HOW TO COMPLETE THIS TASK
The word to find is "impl". State how many lines below contain it, giving only the number.

Top of SOURCE INFORMATION

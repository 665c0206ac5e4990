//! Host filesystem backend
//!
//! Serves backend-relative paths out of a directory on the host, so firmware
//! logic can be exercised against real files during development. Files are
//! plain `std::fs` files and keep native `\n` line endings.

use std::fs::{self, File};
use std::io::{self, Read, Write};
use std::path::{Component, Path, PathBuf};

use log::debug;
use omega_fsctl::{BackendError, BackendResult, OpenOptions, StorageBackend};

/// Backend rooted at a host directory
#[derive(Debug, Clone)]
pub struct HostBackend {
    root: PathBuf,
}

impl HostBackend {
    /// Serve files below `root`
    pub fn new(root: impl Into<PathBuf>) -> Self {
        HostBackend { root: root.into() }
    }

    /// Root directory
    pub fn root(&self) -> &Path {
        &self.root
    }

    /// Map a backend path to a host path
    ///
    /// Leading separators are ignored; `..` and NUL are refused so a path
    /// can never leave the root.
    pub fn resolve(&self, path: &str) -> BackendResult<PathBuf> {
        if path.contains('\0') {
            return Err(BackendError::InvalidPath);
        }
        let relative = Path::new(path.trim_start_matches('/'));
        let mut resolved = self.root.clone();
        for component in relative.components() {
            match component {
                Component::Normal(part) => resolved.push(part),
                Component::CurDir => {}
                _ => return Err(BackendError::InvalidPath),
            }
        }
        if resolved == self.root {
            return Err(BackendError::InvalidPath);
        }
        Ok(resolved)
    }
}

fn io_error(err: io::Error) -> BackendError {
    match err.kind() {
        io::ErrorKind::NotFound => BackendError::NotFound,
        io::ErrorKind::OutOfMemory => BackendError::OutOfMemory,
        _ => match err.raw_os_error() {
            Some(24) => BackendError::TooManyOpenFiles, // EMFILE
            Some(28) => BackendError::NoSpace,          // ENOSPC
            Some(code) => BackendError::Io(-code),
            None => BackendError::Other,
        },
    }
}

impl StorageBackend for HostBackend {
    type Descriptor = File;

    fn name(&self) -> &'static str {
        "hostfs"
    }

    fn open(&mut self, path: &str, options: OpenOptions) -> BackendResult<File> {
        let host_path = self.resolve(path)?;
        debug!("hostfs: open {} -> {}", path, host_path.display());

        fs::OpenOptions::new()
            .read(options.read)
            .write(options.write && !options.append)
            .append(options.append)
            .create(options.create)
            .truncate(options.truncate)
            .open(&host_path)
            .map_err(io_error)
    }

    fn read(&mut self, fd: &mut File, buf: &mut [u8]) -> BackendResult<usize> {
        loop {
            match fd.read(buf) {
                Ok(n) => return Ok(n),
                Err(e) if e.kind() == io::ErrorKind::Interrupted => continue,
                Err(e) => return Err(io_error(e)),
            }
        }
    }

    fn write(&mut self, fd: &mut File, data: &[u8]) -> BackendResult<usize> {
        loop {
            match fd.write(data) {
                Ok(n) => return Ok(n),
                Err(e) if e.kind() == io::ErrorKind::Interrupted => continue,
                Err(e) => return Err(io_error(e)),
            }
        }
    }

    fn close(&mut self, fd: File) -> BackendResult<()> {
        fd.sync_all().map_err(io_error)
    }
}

Bottom of SOURCE INFORMATION
Top of SOURCE INFORMATION

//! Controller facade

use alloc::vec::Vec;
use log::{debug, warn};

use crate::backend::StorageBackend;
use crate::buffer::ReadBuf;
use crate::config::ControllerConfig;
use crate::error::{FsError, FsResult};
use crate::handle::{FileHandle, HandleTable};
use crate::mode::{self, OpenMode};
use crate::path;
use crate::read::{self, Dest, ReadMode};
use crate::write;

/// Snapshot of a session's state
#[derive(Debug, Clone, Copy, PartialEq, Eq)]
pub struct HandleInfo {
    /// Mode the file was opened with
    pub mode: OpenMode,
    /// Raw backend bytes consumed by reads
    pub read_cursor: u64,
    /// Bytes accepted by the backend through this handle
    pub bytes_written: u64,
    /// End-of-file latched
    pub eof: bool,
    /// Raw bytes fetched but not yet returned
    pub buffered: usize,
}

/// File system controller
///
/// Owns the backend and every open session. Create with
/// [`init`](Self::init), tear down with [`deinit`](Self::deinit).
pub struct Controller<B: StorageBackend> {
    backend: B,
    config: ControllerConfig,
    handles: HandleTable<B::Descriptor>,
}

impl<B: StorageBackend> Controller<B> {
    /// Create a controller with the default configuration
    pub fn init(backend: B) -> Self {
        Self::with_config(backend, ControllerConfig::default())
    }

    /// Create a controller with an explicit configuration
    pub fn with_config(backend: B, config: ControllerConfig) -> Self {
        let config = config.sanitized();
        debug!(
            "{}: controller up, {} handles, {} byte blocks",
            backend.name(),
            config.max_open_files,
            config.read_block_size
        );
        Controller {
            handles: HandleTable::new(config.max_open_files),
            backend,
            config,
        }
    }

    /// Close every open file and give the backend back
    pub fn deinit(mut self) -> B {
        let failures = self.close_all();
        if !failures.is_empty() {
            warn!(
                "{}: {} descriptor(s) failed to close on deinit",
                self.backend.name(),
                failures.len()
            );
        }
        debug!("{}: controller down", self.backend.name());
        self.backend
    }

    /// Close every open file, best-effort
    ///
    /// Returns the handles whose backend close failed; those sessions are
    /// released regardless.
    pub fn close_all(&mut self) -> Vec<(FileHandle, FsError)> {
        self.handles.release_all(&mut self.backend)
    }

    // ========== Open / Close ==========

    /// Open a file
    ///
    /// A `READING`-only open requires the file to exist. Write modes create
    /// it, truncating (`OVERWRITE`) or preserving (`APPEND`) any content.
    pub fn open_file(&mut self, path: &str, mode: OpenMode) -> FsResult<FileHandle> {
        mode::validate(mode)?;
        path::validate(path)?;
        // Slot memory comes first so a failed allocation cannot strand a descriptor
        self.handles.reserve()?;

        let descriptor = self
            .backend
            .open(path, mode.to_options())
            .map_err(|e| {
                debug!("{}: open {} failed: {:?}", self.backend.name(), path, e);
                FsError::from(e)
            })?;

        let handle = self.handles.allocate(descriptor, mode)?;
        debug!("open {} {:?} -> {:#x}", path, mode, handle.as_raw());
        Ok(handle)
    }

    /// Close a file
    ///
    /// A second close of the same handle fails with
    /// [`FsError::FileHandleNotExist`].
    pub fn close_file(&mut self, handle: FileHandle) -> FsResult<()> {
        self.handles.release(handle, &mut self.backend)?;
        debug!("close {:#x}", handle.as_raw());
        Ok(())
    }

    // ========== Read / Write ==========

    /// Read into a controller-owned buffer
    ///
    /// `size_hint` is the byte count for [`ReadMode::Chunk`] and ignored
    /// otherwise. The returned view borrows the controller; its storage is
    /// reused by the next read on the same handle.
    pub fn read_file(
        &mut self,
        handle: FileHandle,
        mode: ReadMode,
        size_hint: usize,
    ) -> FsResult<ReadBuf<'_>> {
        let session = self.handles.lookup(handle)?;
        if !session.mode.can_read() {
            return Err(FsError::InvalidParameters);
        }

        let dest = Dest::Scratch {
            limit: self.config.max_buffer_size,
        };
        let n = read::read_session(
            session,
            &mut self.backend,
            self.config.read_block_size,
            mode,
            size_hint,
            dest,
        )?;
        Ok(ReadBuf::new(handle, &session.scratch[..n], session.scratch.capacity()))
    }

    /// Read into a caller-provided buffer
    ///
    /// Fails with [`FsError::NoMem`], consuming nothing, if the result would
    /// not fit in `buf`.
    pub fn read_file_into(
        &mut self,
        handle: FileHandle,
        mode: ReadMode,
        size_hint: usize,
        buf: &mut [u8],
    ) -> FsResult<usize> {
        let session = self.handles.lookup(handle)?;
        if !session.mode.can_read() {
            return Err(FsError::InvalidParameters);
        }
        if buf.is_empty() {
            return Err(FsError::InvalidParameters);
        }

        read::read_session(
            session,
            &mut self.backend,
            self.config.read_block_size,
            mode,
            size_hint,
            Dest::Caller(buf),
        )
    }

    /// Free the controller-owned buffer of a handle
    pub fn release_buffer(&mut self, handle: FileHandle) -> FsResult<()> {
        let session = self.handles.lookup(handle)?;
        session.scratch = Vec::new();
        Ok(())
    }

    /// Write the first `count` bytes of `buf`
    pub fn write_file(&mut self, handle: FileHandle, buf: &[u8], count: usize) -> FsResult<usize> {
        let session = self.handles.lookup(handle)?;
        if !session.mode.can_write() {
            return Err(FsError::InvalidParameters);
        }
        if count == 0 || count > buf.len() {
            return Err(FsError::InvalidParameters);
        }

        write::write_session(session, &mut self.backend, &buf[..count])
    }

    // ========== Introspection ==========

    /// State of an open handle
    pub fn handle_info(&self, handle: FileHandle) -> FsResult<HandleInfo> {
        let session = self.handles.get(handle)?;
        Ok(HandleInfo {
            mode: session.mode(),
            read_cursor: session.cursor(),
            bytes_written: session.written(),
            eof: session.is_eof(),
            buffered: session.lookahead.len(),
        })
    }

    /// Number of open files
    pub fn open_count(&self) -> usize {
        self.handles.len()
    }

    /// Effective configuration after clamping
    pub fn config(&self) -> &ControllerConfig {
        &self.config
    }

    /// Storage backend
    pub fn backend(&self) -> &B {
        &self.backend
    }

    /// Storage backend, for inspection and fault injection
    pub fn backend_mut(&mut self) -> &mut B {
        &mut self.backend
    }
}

Bottom of SOURCE INFORMATION

RESPONSE TO THE EXERCISE
4